The market is also pushing them abroad. China’s outbound foreign direct investment (ODI) continues to grow – from US$12 billion in 2005 to more than US$118 billion in 2015 – as it consolidates its position as the world’s second largest economy (GDP US$11 trillion in 2015). Chinese retail investors, who make up a stunning 80% of the market, are hungry for overseas investments to help manage their risk. They want big, global firms to help them manage their wealth around the world, but that are based in China.
This retail focus poses problems. Chinese brokers, as they internationalise, will need to shed their retail orientation as they will be doing business with counterparties that are institutional in nature and international in outlook. They will need foreign expertise to build their businesses into firms that can service the more sophisticated institutional global markets.
We are already seeing this happening in Hong Kong, where ten or so Chinese brokerage firms have positioned themselves well in the last few years – such as the marquee CLSA/CITIC Securities deal in 2013, the Guangdong Securities acquisition by Sinolink Securities in 2014, Tanrich’s acquisition by Southwest Securities in 2014 and the Taifook Securities acquisition by Haitong Securities in 2009; or even the high profile Huatai Securities IPO in 2015 on the Hong Kong Stock Exchange for US$4.5 billion.
The Chinese government is unlikely to ever put a state-owned enterprise in a position where it is not under its direct control. So this path of acquisition will continue to grow internationally, with deals such as GF Futures’ 2013 purchase of the Natixis commodity brokerage and the recent purchase by China Construction Bank of a majority stake in Metdist Trading in London to become the second Chinese company to gain access to the 138-year old London Metal Exchange’s trading floor. In this way, Chinese firms get exchange memberships, expertise and manpower, while still maintaining 100% control.
Hong Kong, to date the testing ground for overseas deals like this, might be losing its preferred vendor role. China watchers speculate that the government may change regulation to push Shanghai further into this role. Either way, the lines that once separated Hong Kong from China are blurring more all the time. Chinese sights are now set further afield.
In this global ‘game of thrones’, whose lunch is most likely to be eaten? Today’s dominant players out of Europe and the US are still hurting from the 2008 crisis and the weight of regulation and subdued markets. The Asian superbrokers, while doing well in their regions, are likely to be too fragmented to beat the incumbents at their own game. And the Japanese, while large and sophisticated enough, do not have this global outlook. It will be an interesting few years indeed, particularly when the time comes to internationalise the renminbi (RMB), which the IMF has foreshadowed by adding the currency to their special drawing rights (SDR) basket.
It’s worth noting in this light that, as the Chinese industry consolidates, the stronger players that emerge will not necessarily see each other as competitors.

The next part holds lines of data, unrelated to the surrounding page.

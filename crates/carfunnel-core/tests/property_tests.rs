//! # Property-Based Tests
//!
//! Render and cascade invariants under arbitrary inputs.

use carfunnel_core::{
    CascadeController, FilterOption, SequenceLedger, StageId, StageSlot, StageState, registry,
    render,
};
use proptest::collection::vec;
use proptest::prelude::*;

fn arb_option() -> impl Strategy<Value = FilterOption> {
    ("[a-z0-9]{1,8}", "[A-Za-z0-9 ]{0,12}").prop_map(|(v, l)| FilterOption::new(v, l))
}

fn arb_stage() -> impl Strategy<Value = StageId> {
    (0usize..6).prop_map(|i| StageId::ALL[i])
}

proptest! {
    /// Placeholder at index 0, followed by the supplied options verbatim.
    #[test]
    fn render_is_placeholder_plus_input(
        stage in arb_stage(),
        options in vec(arb_option(), 0..20)
    ) {
        let mut slot = StageSlot::new(registry::descriptor(stage));
        let state = render::render(&mut slot, options.clone());

        prop_assert_eq!(slot.options().len(), options.len() + 1);
        prop_assert!(slot.options()[0].is_placeholder());
        prop_assert_eq!(&slot.options()[0].label, registry::descriptor(stage).placeholder);
        prop_assert_eq!(slot.choices(), &options[..]);
        prop_assert_eq!(state.is_enabled(), !options.is_empty());
    }

    /// Sequences only grow, and only the newest request is current.
    #[test]
    fn ledger_only_latest_is_current(stages in vec(arb_stage(), 1..40)) {
        let mut ledger = SequenceLedger::new();
        let mut issued = Vec::new();

        for stage in stages {
            let before = ledger.latest(stage);
            let request = ledger.issue(stage, None);
            prop_assert!(request.sequence > before);
            issued.push(request);
        }

        for request in &issued {
            let newest = issued
                .iter()
                .filter(|r| r.stage == request.stage)
                .map(|r| r.sequence)
                .max();
            prop_assert_eq!(ledger.is_current(request), newest == Some(request.sequence));
        }
    }

    /// After any selection at stage i, every later stage is Empty,
    /// disabled and placeholder-only.
    #[test]
    fn selection_resets_downstream(
        fill in vec(vec(arb_option(), 1..5), 6),
        picks in vec((0usize..6, 0usize..5), 1..12)
    ) {
        let mut controller = CascadeController::new(());
        for (stage, options) in StageId::ALL.into_iter().zip(fill.iter()) {
            controller.populate(stage, options.clone());
        }

        for (index, choice) in picks {
            let stage = StageId::ALL[index];
            let slot = controller.slot(stage);
            if !slot.is_enabled() {
                continue;
            }
            let value = slot
                .choices()
                .get(choice)
                .map(|o| o.value.clone())
                .unwrap_or_default();

            let Ok(cascade) = controller.select(stage, &value) else {
                continue;
            };
            if cascade.is_noop() {
                continue;
            }
            prop_assert_eq!(cascade.reset, stage.downstream().collect::<Vec<_>>());

            for later in stage.downstream() {
                let slot = controller.slot(later);
                prop_assert_eq!(slot.state(), StageState::Empty);
                prop_assert!(!slot.is_enabled());
                prop_assert_eq!(slot.options().len(), 1);
                prop_assert_eq!(slot.selected(), None);
            }
        }
    }
}
//! # Carfunnel CLI Module
//!
//! This module implements the CLI interface for the filter funnel.
//!
//! ## Available Commands
//!
//! - `browse` - Interactive funnel over stdin (default)
//! - `walk` - Select a value per stage in order, then print the funnel
//! - `fetch` - Run one stage lookup and print the options
//! - `stages` - Show the stage registry

mod browse;
mod commands;

use crate::config::Config;
use carfunnel_core::FunnelError;
use clap::{Parser, Subcommand};
use std::path::PathBuf;

pub use browse::{BROWSE_HELP, BrowseCommand};
pub use commands::*;

// =============================================================================
// CLI STRUCTURE
// =============================================================================

/// Carfunnel - cascading vehicle filter
///
/// Drives the six-stage search funnel (manufacturer, model, year, body
/// type, fuel type, location) against a rental site backend.
#[derive(Parser, Debug)]
#[command(name = "carfunnel")]
#[command(version, about, long_about = None)]
pub struct Cli {
    /// Enable debug logging
    #[arg(short, long, global = true)]
    pub verbose: bool,

    /// Path to a TOML configuration file
    #[arg(short = 'c', long, global = true)]
    pub config: Option<PathBuf>,

    /// Backend base URL (overrides config and environment)
    #[arg(short = 'b', long, global = true)]
    pub backend: Option<String>,

    /// Output in JSON format (for programmatic access)
    #[arg(long, global = true)]
    pub json_mode: bool,

    /// Subcommand to execute
    #[command(subcommand)]
    pub command: Option<Commands>,
}

/// Available CLI commands.
#[derive(Subcommand, Debug)]
pub enum Commands {
    /// Interactive funnel (type `help` once running)
    Browse,

    /// Select one value per stage, in funnel order, then print the result
    Walk {
        /// Values for make, model, year, car type, fuel type, location
        #[arg(num_args = 1..=6)]
        values: Vec<String>,
    },

    /// Run a single stage lookup
    Fetch {
        /// Stage name, position (1-6) or control id
        #[arg(short, long)]
        stage: String,

        /// Parent stage value sent with the lookup
        #[arg(short, long)]
        param: Option<String>,
    },

    /// Show the stage registry
    Stages,
}

// =============================================================================
// COMMAND EXECUTION
// =============================================================================

/// Execute the CLI with parsed arguments and resolved configuration.
pub async fn execute(cli: Cli, config: Config) -> Result<(), FunnelError> {
    let json_mode = cli.json_mode;

    match cli.command {
        Some(Commands::Stages) => cmd_stages(json_mode),
        Some(Commands::Fetch { stage, param }) => {
            cmd_fetch(&config, &stage, param, json_mode).await
        }
        Some(Commands::Walk { values }) => cmd_walk(&config, &values, json_mode).await,
        Some(Commands::Browse) | None => cmd_browse(&config).await,
    }
}
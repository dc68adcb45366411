//! # Carfunnel - THE BINARY (library half)
//!
//! Async driver around `carfunnel-core`: the Query Dispatcher, the HTTP
//! lookup client, the single-owner funnel session and the CLI. Exposed as
//! a library so integration tests can drive a session directly.
//!
//! ## Architecture
//!
//! ```text
//! ┌──────────────────────────────────────────────────────────────┐
//! │                   apps/carfunnel (THE BINARY)                │
//! │                                                              │
//! │   CLI (clap) ──▶ FunnelSession ──▶ Dispatcher ──▶ Lookup     │
//! │                       │     ▲          │  spawn     (reqwest) │
//! │                       │     └─ mpsc ───┘                     │
//! │                       ▼                                      │
//! │               ┌────────────────┐                             │
//! │               │ carfunnel-core │                             │
//! │               │  (THE LOGIC)   │                             │
//! │               └────────────────┘                             │
//! └──────────────────────────────────────────────────────────────┘
//! ```

pub mod cli;
pub mod config;
pub mod dispatcher;
pub mod logging;
pub mod lookup;
pub mod search;
pub mod session;
pub mod view;

pub use config::Config;
pub use dispatcher::{Completion, Dispatcher, Verdict};
pub use lookup::{HttpLookup, Lookup};
pub use session::{Applied, FunnelSession};
//! # Stage Store
//!
//! In-memory state of the six stages.
//!
//! The store is owned by the [`CascadeController`](crate::CascadeController);
//! outside the crate it is read-only. Writes happen in two places only:
//! the controller (selection and reset) and the [`render`](crate::render)
//! module (population).

use crate::registry::{self, StageDescriptor};
use crate::types::STAGE_COUNT;
use crate::{FilterOption, StageId, StageState};
use serde::Serialize;

// =============================================================================
// STAGE SLOT
// =============================================================================

/// Mutable state of one stage.
#[derive(Debug, Clone)]
pub struct StageSlot {
    pub(crate) descriptor: &'static StageDescriptor,
    /// Rendered options, placeholder first.
    pub(crate) options: Vec<FilterOption>,
    pub(crate) selected: Option<String>,
    pub(crate) state: StageState,
}

impl StageSlot {
    /// Create an empty, disabled slot showing only its placeholder.
    #[must_use]
    pub fn new(descriptor: &'static StageDescriptor) -> Self {
        Self {
            descriptor,
            options: vec![FilterOption::placeholder(descriptor.placeholder)],
            selected: None,
            state: StageState::Empty,
        }
    }

    /// Stage identity.
    #[must_use]
    pub fn id(&self) -> StageId {
        self.descriptor.id
    }

    /// Static metadata for this stage.
    #[must_use]
    pub fn descriptor(&self) -> &'static StageDescriptor {
        self.descriptor
    }

    /// Rendered options, placeholder at index 0.
    #[must_use]
    pub fn options(&self) -> &[FilterOption] {
        &self.options
    }

    /// Rendered options without the placeholder.
    #[must_use]
    pub fn choices(&self) -> &[FilterOption] {
        self.options.get(1..).unwrap_or_default()
    }

    /// Currently chosen value, if any.
    #[must_use]
    pub fn selected(&self) -> Option<&str> {
        self.selected.as_deref()
    }

    /// Current lifecycle state.
    #[must_use]
    pub fn state(&self) -> StageState {
        self.state
    }

    /// Whether the control accepts input.
    #[must_use]
    pub fn is_enabled(&self) -> bool {
        self.state.is_enabled()
    }

    /// Whether `value` is one of the rendered (non-placeholder) choices.
    #[must_use]
    pub fn offers(&self, value: &str) -> bool {
        self.choices().iter().any(|o| o.value == value)
    }

    /// Map what a user typed to an offered value.
    ///
    /// An exact value wins; otherwise a label matching exactly one choice
    /// (ignoring ASCII case) resolves to that choice's value.
    #[must_use]
    pub fn resolve<'a>(&'a self, input: &'a str) -> &'a str {
        if input.is_empty() || self.offers(input) {
            return input;
        }
        let mut matches = self
            .choices()
            .iter()
            .filter(|o| o.label.eq_ignore_ascii_case(input));
        match (matches.next(), matches.next()) {
            (Some(only), None) => only.value.as_str(),
            _ => input,
        }
    }

    /// Back to placeholder-only, disabled, nothing chosen.
    pub(crate) fn reset(&mut self) {
        self.options.clear();
        self.options
            .push(FilterOption::placeholder(self.descriptor.placeholder));
        self.selected = None;
        self.state = StageState::Empty;
    }

    /// Capture a serializable copy of this slot.
    #[must_use]
    pub fn snapshot(&self) -> StageSnapshot {
        StageSnapshot {
            stage: self.id(),
            state: self.state,
            enabled: self.is_enabled(),
            selected: self.selected.clone(),
            options: self.options.clone(),
        }
    }
}

// =============================================================================
// STAGE STORE
// =============================================================================

/// All six slots, indexed by `StageId`.
#[derive(Debug, Clone)]
pub struct StageStore {
    slots: [StageSlot; STAGE_COUNT],
}

impl Default for StageStore {
    fn default() -> Self {
        Self::new()
    }
}

impl StageStore {
    /// Construct every stage from the registry, all `Empty`.
    #[must_use]
    pub fn new() -> Self {
        Self {
            slots: StageId::ALL.map(|id| StageSlot::new(registry::descriptor(id))),
        }
    }

    /// Get a slot.
    #[must_use]
    pub fn slot(&self, stage: StageId) -> &StageSlot {
        &self.slots[stage.index()]
    }

    pub(crate) fn slot_mut(&mut self, stage: StageId) -> &mut StageSlot {
        &mut self.slots[stage.index()]
    }

    /// All slots in funnel order.
    pub fn iter(&self) -> impl Iterator<Item = &StageSlot> {
        self.slots.iter()
    }

    /// Selected values in funnel order.
    #[must_use]
    pub fn selections(&self) -> Vec<(&'static StageDescriptor, &str)> {
        self.slots
            .iter()
            .filter_map(|s| s.selected().map(|v| (s.descriptor, v)))
            .collect()
    }

    /// Serializable copy of every slot.
    #[must_use]
    pub fn snapshot(&self) -> Vec<StageSnapshot> {
        self.slots.iter().map(StageSlot::snapshot).collect()
    }
}

// =============================================================================
// SNAPSHOT
// =============================================================================

/// Point-in-time view of one stage, for output and assertions.
#[derive(Debug, Clone, PartialEq, Eq, Serialize)]
pub struct StageSnapshot {
    pub stage: StageId,
    pub state: StageState,
    pub enabled: bool,
    pub selected: Option<String>,
    pub options: Vec<FilterOption>,
}

// =============================================================================
// TESTS
// =============================================================================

All are state-controlled and, as such, do not have the same pressures or mandates as their foreign counterparts. One can only speculate how this will unfold when the newly-formed behemoths finally come head-to-head with the US and European giants.
To see how the world will react to these changes, we might do well to look at the tourism industry. As Chinese tourists began to venture abroad almost 20 years ago, tourism bodies grappled with how best to service the new influx of interest. Would the Chinese adapt to the global stage or would global markets adapt to the Chinese? Of course, the world adapted, and fundamentally changed its practices in response to the huge financial incentives this new market brought with it.
The same is likely to happen to the finance industry – regulations and markets will adapt to China and it will drastically change the way business is done in the West. Despite some ever-present political posturing, the capitalist West will accept and welcome the Chinese, just as they have done before.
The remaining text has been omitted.